Questions: How should we evaluate the success of new distance measures combining community abundance and phylogenetic information? How do we interpret ordinations using these metrics?
Methods: We generated synthetic data along a known environmental gradient with two hypothetical underlying phylogenetic structures: niche phylogenetically conserved or dispersed along a gradient. We also examined tree species composition associated with gradients in elevation and longitude in Oregon, USA. NMS ordinations of plots in species space from phylogenetic (PD) and Sørensen distance (SD) matrices allowed comparison of the use of PD in different scenarios.
Results: PD caused plots to cluster based on the clades that they contained, reducing stress with the synthetic data but not with the real example. Phylogenetic distance highlighted clades related to gradients when these were associated. When phylogeny was not conserved along a gradient, that gradient was less strong. Regardless of phylogenetic conservation, NMS using SD consistently extracted the strongest gradients in species composition.
Conclusions: The success of PD should be evaluated on how well it extracts gradients in species composition and allows community ecologists to determine which gradients are partially explained by phylogeny and not based on its ability to reduce ordination stress. PD ordinations can help community ecologists interpret niche conservation but may obscure gradients related to species composition when niches are not conserved along the gradient of interest at the scale of the study.
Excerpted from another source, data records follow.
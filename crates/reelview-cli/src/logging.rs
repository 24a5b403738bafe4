use anyhow::Result;
use std::io;
use std::io::IsTerminal;
use tracing_subscriber::fmt::{self, time::ChronoUtc};
use tracing_subscriber::{layer::SubscriberExt, util::SubscriberInitExt, EnvFilter, Registry};

pub fn init_logging(verbose_level: u8, quiet: bool) -> Result<()> {
    // 0 = warn, 1 = debug (with hyper suppressed), 2+ = trace
    let filter = if quiet {
        EnvFilter::new("error")
    } else if verbose_level > 0 {
        let filter_str = match verbose_level {
            1 => "debug,hyper::proto::h1=warn,hyper::client::pool=warn",
            _ => "trace",
        };
        EnvFilter::try_from_default_env().unwrap_or_else(|_| EnvFilter::new(filter_str))
    } else {
        EnvFilter::try_from_default_env().unwrap_or_else(|_| EnvFilter::new("warn"))
    };

    let json = std::env::var("RUST_LOG_JSON")
        .map(|v| v == "true")
        .unwrap_or_else(|_| !io::stdout().is_terminal());

    let registry = Registry::default().with(filter);

    if json {
        let json_layer = fmt::layer()
            .json()
            .with_timer(ChronoUtc::rfc_3339())
            .with_writer(io::stderr);
        registry.with(json_layer).init();
    } else {
        let fmt_layer = fmt::layer()
            .with_timer(ChronoUtc::rfc_3339())
            .with_writer(io::stderr);
        registry.with(fmt_layer).init();
    }

    Ok(())
}
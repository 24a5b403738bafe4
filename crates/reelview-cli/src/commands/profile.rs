use super::{build_service, finish_spinner, spinner};
use crate::output::Output;
use color_eyre::eyre::bail;
use color_eyre::Result;
use dialoguer::Password;
use reelview_config::Config;
use reelview_core::ServiceError;
use reelview_models::ProfileRecord;
use serde_json::json;

/// Show a user's profile. Stats are synchronized first so the printed
/// aggregates match the review set; a slow or unavailable store falls
/// back to the freshly computed stats instead of blocking.
pub async fn show(out: &Output, config: &Config, user: &str) -> Result<()> {
    let service = build_service(config)?;

    let pb = spinner(out, "Loading your profile...");
    let computed = match service.sync_user_stats(user).await {
        Ok(stats) => Some(stats),
        Err(e) => {
            out.warn(format!("Stats sync failed: {}", e));
            None
        }
    };

    match service.get_profile(user).await {
        Ok(profile) => {
            finish_spinner(pb);
            render(out, user, &profile);
        }
        Err(e) if e.is_unavailable() => {
            finish_spinner(pb);
            out.warn(format!("{} Showing locally computed stats.", e));
            if let Some(stats) = computed {
                out.println(format!("Total reviews:  {}", stats.total_reviews));
                out.println(format!("Average rating: {:.1}/5", stats.average_rating));
            }
        }
        Err(e) => {
            finish_spinner(pb);
            out.error(e.to_string());
        }
    }
    Ok(())
}

fn render(out: &Output, user: &str, profile: &ProfileRecord) {
    if !out.is_human() {
        out.json(&json!({ "userId": user, "profile": profile }));
        return;
    }
    out.println(format!("User:           {} ({})", profile.username, user));
    out.println(format!("Email:          {}", profile.email));
    if !profile.bio.is_empty() {
        out.println(format!("Bio:            {}", profile.bio));
    }
    out.println(format!(
        "Member since:   {}",
        profile.join_date.format("%B %e, %Y")
    ));
    out.println(format!("Total reviews:  {}", profile.total_reviews));
    out.println(format!("Average rating: {:.1}/5", profile.average_rating));
}

pub async fn register(
    out: &Output,
    config: &Config,
    user: &str,
    username: &str,
    email: &str,
    password: Option<String>,
) -> Result<()> {
    // Authentication lives outside this layer; only the password
    // length is validated here, and the password itself is discarded.
    let password_length = match password {
        Some(p) => p.chars().count(),
        None => Password::new()
            .with_prompt("Password")
            .interact()?
            .chars()
            .count(),
    };

    let service = build_service(config)?;
    match service
        .register_profile(user, username, email, password_length)
        .await
    {
        Ok(_) => {
            out.success("Account created successfully!");
            Ok(())
        }
        Err(ServiceError::Validation(msg)) => {
            out.error(msg);
            Ok(())
        }
        Err(e) => {
            out.error(e.to_string());
            Ok(())
        }
    }
}

pub async fn update(
    out: &Output,
    config: &Config,
    user: &str,
    username: Option<String>,
    bio: Option<String>,
) -> Result<()> {
    if username.is_none() && bio.is_none() {
        bail!("nothing to update; pass --username and/or --bio");
    }
    let service = build_service(config)?;
    match service.update_profile(user, username, bio).await {
        Ok(_) => {
            out.success("Profile updated successfully!");
            Ok(())
        }
        Err(e) => {
            out.error(e.to_string());
            Ok(())
        }
    }
}

pub async fn sync(out: &Output, config: &Config, user: &str) -> Result<()> {
    let service = build_service(config)?;
    match service.sync_user_stats(user).await {
        Ok(stats) => {
            if out.is_human() {
                out.success(format!(
                    "Synchronized: {} reviews, {:.1} average rating",
                    stats.total_reviews, stats.average_rating
                ));
            } else {
                out.json(&serde_json::to_value(stats)?);
            }
            Ok(())
        }
        Err(e) => {
            out.error(e.to_string());
            Ok(())
        }
    }
}
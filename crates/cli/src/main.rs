use clap::Parser;
use ferrous_doh_domain::CliOverrides;
use tracing::info;

mod bootstrap;
mod di;
mod server;

#[derive(Parser)]
#[command(name = "ferrous-doh")]
#[command(version = "0.1.0")]
#[command(about = "Ferrous DoH - DNS-over-HTTPS gateway with EDNS Client Subnet")]
struct Cli {
    /// Configuration file path
    #[arg(short = 'c', long, value_name = "FILE")]
    config: Option<String>,

    /// HTTP listen port
    #[arg(short = 'p', long)]
    port: Option<u16>,

    /// Bind address
    #[arg(short = 'b', long)]
    bind: Option<String>,

    /// Upstream DoH endpoint URL
    #[arg(short = 'u', long, value_name = "URL")]
    upstream: Option<String>,

    /// Log level (trace, debug, info, warn, error)
    #[arg(long)]
    log_level: Option<String>,
}

#[tokio::main]
async fn main() -> anyhow::Result<()> {
    let cli = Cli::parse();

    let cli_overrides = CliOverrides {
        port: cli.port,
        bind_address: cli.bind,
        upstream_url: cli.upstream,
        log_level: cli.log_level,
    };

    let config = bootstrap::load_config(cli.config.as_deref(), cli_overrides)?;

    bootstrap::init_logging(&config);

    info!("Starting Ferrous DoH gateway v{}", env!("CARGO_PKG_VERSION"));

    let gateway = di::Gateway::new(&config)?;

    info!(
        upstream = gateway.app_state.forward_query.upstream_endpoint(),
        ecs_enabled = config.ecs.enabled,
        client_ip_header = %config.ecs.client_ip_header,
        ipv4_prefix = config.ecs.ipv4_prefix,
        "Gateway initialized"
    );

    let addr = config.server.listen_address()?;
    server::start_web_server(addr, gateway.app_state).await?;

    let summary = gateway.metrics.snapshot();
    info!(
        forwarded = summary.forwarded,
        forwarded_with_ecs = summary.forwarded_with_ecs,
        failed = summary.failed(),
        client_errors = summary.client_errors,
        network_errors = summary.network_errors,
        success_rate = format!("{:.1}%", summary.success_rate() * 100.0),
        avg_forward_ms = format!("{:.2}", summary.avg_forward_time_ms()),
        "Server shutdown complete"
    );
    Ok(())
}
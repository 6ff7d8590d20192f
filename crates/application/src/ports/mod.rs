mod dns_upstream;
mod gateway_observer;

pub use dns_upstream::DnsUpstream;
pub use gateway_observer::{ForwardFailure, ForwardOutcome, GatewayObserver};
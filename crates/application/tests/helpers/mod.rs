#![allow(dead_code)]

mod mock_observer;
mod mock_upstream;

pub use mock_observer::RecordingObserver;
pub use mock_upstream::{build_query, MockUpstream};
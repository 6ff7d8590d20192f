use super::errors::ConfigError;
use serde::{Deserialize, Serialize};
use std::net::{IpAddr, SocketAddr};

#[derive(Debug, Clone, Deserialize, Serialize)]
pub struct ServerConfig {
    #[serde(default = "default_bind_address")]
    pub bind_address: String,

    #[serde(default = "default_port")]
    pub port: u16,
}

impl ServerConfig {
    /// Accepts bare IPv4 or IPv6 literals, e.g. `0.0.0.0` or `::`.
    pub fn listen_address(&self) -> Result<SocketAddr, ConfigError> {
        let ip: IpAddr = self.bind_address.trim().parse().map_err(|_| {
            ConfigError::Validation(format!(
                "Bind address '{}' is not an IP address",
                self.bind_address
            ))
        })?;
        Ok(SocketAddr::new(ip, self.port))
    }
}

impl Default for ServerConfig {
    fn default() -> Self {
        Self {
            bind_address: default_bind_address(),
            port: default_port(),
        }
    }
}

fn default_bind_address() -> String {
    "0.0.0.0".to_string()
}

fn default_port() -> u16 {
    9000
}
What can community phylogenetics tell us about niches of species in a community and the evolutionary processes that led to their existence? This is growing area of study that helps us understand evolution and community assembly (Kembel & Hubbell 2006; Emerson & Gillespie 2008). The signal of ecological and spatial relationships of organisms is manifest as phylogenetic and niche clustering or dispersion at different spatial and temporal scales (Emerson & Gillespie 2008). Community analysis techniques that incorporate genetic or morphological relationships are vital in understanding the complexity of the phylogenetic signal in the context of ecological associations. Many studies have found incorporation of phylogenetic distance (PD) in community analysis aids interpretations of ecological gradients in the context of evolutionary relationships and perhaps provides better resolution of environmental gradients than standard distance (SD) measures alone (Webb et al. 2002; Nipperess et al. 2010; Duarte 2011). Most methods use presence–absence (binary) data from vegetation abundance data to calculate relatedness of different communities.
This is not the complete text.